Exercise details: Given the listing that follows, report all lines in which the string "format" occurs.
--- Data supplied ---
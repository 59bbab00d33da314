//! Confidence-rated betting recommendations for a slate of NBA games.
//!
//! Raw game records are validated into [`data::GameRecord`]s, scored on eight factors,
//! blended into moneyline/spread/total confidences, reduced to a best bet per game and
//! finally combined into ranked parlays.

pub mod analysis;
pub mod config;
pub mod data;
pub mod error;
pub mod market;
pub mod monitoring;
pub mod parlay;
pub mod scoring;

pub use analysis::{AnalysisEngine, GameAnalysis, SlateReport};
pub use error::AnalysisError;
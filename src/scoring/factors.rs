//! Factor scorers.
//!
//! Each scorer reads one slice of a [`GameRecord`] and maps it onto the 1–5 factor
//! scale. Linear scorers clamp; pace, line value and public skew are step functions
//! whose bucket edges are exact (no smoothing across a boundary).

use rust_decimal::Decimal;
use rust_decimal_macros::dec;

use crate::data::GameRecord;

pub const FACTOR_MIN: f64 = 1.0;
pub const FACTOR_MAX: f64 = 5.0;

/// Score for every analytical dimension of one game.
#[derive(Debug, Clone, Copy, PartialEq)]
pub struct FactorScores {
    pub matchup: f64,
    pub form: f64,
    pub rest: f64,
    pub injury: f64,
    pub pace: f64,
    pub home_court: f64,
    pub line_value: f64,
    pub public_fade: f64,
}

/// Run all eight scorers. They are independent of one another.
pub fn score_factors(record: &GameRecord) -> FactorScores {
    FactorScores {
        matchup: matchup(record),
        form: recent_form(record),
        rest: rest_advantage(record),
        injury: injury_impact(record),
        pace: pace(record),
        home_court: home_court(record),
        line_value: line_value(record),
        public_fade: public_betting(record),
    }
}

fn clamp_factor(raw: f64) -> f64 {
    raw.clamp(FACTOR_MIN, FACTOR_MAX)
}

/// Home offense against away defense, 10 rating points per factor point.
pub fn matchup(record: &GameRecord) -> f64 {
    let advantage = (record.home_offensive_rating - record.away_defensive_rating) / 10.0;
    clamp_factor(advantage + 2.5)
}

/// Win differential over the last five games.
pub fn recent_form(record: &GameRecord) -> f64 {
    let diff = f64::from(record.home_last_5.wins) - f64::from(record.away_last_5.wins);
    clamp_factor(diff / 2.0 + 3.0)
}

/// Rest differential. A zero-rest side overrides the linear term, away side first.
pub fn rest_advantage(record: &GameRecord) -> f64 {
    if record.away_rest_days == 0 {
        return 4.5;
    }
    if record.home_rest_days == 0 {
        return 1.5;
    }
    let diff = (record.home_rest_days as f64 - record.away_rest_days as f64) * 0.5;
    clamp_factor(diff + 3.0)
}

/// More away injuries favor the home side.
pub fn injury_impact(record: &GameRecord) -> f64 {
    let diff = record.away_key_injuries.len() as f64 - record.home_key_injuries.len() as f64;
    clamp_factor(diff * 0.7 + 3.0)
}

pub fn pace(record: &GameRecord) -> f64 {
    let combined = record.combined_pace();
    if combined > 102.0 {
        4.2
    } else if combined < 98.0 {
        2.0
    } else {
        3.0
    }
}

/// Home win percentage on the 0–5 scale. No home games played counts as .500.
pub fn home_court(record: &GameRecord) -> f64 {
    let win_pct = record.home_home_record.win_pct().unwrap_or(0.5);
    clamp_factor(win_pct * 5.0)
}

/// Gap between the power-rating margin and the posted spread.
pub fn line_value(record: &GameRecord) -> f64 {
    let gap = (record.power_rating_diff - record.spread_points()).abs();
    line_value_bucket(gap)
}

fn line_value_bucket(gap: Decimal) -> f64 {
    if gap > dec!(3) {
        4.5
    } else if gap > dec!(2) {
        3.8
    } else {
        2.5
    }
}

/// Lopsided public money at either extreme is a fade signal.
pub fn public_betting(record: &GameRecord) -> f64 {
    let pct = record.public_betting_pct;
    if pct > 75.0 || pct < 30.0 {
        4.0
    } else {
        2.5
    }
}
---
--- Data supplied ---
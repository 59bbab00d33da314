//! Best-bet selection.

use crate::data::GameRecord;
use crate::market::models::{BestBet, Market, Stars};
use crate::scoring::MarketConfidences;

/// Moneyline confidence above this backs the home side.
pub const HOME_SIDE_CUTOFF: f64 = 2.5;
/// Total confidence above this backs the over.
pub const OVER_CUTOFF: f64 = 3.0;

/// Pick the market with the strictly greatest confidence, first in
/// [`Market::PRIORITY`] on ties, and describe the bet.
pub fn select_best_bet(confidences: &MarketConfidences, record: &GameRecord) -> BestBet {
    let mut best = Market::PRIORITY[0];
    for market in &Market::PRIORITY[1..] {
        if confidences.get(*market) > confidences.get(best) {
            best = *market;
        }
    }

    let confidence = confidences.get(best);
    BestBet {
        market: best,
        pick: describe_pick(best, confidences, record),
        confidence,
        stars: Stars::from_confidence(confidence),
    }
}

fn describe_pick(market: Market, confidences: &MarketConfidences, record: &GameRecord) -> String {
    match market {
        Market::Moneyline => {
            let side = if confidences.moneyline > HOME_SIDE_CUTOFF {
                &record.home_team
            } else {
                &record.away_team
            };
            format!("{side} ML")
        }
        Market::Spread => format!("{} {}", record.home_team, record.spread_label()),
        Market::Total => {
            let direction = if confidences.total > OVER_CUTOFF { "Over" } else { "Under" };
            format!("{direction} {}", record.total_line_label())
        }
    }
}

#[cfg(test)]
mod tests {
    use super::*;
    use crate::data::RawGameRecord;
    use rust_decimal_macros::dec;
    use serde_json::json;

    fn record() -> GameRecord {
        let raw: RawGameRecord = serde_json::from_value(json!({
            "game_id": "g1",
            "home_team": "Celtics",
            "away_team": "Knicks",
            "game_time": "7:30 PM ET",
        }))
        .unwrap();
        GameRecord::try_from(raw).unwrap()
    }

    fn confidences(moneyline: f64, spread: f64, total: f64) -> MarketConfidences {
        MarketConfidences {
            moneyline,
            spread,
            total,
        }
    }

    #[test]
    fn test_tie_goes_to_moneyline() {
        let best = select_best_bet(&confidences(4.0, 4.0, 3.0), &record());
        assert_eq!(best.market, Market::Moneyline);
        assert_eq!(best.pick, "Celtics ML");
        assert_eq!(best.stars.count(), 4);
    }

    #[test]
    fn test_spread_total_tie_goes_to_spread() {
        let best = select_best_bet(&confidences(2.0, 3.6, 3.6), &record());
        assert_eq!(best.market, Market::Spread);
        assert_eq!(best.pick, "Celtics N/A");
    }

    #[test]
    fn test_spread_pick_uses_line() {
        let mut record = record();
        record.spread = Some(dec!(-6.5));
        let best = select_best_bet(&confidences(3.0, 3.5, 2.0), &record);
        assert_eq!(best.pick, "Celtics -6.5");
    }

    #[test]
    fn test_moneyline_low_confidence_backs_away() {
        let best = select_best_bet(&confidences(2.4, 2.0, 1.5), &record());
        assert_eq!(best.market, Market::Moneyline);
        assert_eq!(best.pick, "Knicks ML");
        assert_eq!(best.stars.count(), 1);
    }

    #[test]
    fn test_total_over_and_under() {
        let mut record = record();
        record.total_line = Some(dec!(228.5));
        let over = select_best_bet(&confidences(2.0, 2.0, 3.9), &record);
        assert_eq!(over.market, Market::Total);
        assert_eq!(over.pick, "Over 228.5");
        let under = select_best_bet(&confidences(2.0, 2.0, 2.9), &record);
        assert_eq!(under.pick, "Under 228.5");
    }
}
---
Task solution:
            format!("{side} ML")
        Market::Spread => format!("{} {}", record.home_team, record.spread_label()),
            format!("{direction} {}", record.total_line_label())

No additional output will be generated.